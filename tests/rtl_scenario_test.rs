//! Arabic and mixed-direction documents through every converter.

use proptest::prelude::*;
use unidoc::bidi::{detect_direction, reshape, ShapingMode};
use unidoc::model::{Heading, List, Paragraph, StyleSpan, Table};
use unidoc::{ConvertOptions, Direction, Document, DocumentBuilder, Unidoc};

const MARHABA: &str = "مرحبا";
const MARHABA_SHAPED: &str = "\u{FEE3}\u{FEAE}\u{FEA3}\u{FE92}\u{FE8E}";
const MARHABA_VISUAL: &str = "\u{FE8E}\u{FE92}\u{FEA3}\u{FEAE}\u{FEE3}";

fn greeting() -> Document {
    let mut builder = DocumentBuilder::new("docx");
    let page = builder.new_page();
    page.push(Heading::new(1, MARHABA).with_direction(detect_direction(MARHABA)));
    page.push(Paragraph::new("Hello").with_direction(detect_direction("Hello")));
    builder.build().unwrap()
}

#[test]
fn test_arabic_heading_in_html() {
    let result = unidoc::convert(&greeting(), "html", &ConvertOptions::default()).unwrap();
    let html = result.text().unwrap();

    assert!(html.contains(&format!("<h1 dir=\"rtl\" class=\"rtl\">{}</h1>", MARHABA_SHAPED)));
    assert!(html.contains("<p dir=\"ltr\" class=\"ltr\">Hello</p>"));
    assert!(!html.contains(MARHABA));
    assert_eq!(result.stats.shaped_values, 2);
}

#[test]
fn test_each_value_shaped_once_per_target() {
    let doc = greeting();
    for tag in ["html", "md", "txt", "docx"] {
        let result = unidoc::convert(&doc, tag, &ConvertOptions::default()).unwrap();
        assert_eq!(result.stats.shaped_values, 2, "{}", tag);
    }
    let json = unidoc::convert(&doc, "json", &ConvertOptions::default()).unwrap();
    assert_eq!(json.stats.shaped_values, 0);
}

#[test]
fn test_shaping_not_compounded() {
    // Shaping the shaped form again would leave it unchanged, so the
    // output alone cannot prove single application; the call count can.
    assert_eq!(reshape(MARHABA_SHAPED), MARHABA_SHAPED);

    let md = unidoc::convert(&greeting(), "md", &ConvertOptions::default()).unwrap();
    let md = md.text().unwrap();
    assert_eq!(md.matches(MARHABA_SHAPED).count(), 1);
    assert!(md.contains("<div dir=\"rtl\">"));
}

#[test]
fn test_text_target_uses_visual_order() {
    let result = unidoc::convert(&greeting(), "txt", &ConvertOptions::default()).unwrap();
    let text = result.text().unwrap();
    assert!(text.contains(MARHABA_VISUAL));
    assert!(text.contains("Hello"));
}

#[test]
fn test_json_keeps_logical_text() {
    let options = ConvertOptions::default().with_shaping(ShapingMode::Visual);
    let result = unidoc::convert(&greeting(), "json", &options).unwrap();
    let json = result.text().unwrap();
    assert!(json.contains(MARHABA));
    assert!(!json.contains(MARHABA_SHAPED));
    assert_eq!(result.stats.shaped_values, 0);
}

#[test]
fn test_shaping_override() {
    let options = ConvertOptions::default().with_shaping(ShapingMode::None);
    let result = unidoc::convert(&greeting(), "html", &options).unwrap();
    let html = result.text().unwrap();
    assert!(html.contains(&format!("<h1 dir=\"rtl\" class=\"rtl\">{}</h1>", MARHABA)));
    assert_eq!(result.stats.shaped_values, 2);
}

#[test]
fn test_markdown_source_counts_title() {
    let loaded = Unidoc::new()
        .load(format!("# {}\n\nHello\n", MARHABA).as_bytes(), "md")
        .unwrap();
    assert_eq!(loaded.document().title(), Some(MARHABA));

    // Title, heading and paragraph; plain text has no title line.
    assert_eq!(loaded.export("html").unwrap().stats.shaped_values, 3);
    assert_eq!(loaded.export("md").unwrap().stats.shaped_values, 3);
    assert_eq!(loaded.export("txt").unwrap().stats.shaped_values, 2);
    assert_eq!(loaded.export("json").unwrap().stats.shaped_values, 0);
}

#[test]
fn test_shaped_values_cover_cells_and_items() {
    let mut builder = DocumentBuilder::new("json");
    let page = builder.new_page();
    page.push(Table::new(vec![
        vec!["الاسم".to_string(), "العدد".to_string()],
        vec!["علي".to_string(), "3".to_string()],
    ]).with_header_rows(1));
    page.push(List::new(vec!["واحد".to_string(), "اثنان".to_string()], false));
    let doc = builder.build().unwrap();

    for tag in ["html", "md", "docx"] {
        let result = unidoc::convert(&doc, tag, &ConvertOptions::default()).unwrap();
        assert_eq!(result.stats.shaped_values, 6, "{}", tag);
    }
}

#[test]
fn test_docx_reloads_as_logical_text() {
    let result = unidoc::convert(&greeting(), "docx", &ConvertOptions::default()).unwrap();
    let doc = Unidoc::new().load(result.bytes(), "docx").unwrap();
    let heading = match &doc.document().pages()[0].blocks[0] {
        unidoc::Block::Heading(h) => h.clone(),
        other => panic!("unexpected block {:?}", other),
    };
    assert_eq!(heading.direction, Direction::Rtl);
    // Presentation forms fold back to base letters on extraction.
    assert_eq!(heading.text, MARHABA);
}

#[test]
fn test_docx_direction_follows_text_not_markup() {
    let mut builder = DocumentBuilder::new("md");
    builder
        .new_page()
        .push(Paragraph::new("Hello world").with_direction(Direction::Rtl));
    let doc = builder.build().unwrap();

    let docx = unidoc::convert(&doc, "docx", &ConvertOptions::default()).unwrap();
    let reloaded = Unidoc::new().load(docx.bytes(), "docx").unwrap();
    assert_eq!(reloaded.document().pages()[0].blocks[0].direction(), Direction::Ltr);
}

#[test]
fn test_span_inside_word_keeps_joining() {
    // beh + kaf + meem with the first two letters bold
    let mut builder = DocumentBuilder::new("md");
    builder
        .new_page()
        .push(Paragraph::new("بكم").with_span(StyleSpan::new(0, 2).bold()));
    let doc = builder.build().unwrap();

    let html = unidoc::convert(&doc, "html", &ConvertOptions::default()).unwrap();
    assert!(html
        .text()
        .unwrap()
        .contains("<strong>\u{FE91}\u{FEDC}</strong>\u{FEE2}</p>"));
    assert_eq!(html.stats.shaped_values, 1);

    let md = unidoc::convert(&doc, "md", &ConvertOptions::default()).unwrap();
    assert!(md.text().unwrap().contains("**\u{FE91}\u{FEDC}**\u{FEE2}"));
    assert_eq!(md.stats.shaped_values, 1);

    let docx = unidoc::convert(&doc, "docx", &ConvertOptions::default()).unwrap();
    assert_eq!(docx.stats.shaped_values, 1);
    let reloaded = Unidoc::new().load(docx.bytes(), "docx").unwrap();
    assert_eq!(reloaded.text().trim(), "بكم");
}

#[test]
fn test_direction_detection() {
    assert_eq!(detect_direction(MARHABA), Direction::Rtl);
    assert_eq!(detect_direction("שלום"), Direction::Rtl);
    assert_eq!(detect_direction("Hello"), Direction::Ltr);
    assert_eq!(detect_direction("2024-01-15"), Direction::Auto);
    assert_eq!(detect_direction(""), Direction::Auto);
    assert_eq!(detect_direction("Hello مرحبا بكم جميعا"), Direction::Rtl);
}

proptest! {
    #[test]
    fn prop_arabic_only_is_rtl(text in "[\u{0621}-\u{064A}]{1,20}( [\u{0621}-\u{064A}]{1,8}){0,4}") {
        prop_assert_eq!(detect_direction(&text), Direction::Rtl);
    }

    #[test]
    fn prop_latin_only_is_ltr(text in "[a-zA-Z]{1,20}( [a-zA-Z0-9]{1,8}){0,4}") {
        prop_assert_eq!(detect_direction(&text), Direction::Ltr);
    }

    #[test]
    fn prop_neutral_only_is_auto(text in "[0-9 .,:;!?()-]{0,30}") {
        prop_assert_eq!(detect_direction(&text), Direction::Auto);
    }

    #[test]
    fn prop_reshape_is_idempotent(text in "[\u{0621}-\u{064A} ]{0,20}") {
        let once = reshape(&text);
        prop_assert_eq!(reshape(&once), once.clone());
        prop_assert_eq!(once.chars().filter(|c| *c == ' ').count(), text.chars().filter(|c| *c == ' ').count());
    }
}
#####
Exercise prompt: Report every line of the preceding listing where the string "bold" occurs.

Task response:
    // beh + kaf + meem with the first two letters bold
        .push(Paragraph::new("بكم").with_span(StyleSpan::new(0, 2).bold()));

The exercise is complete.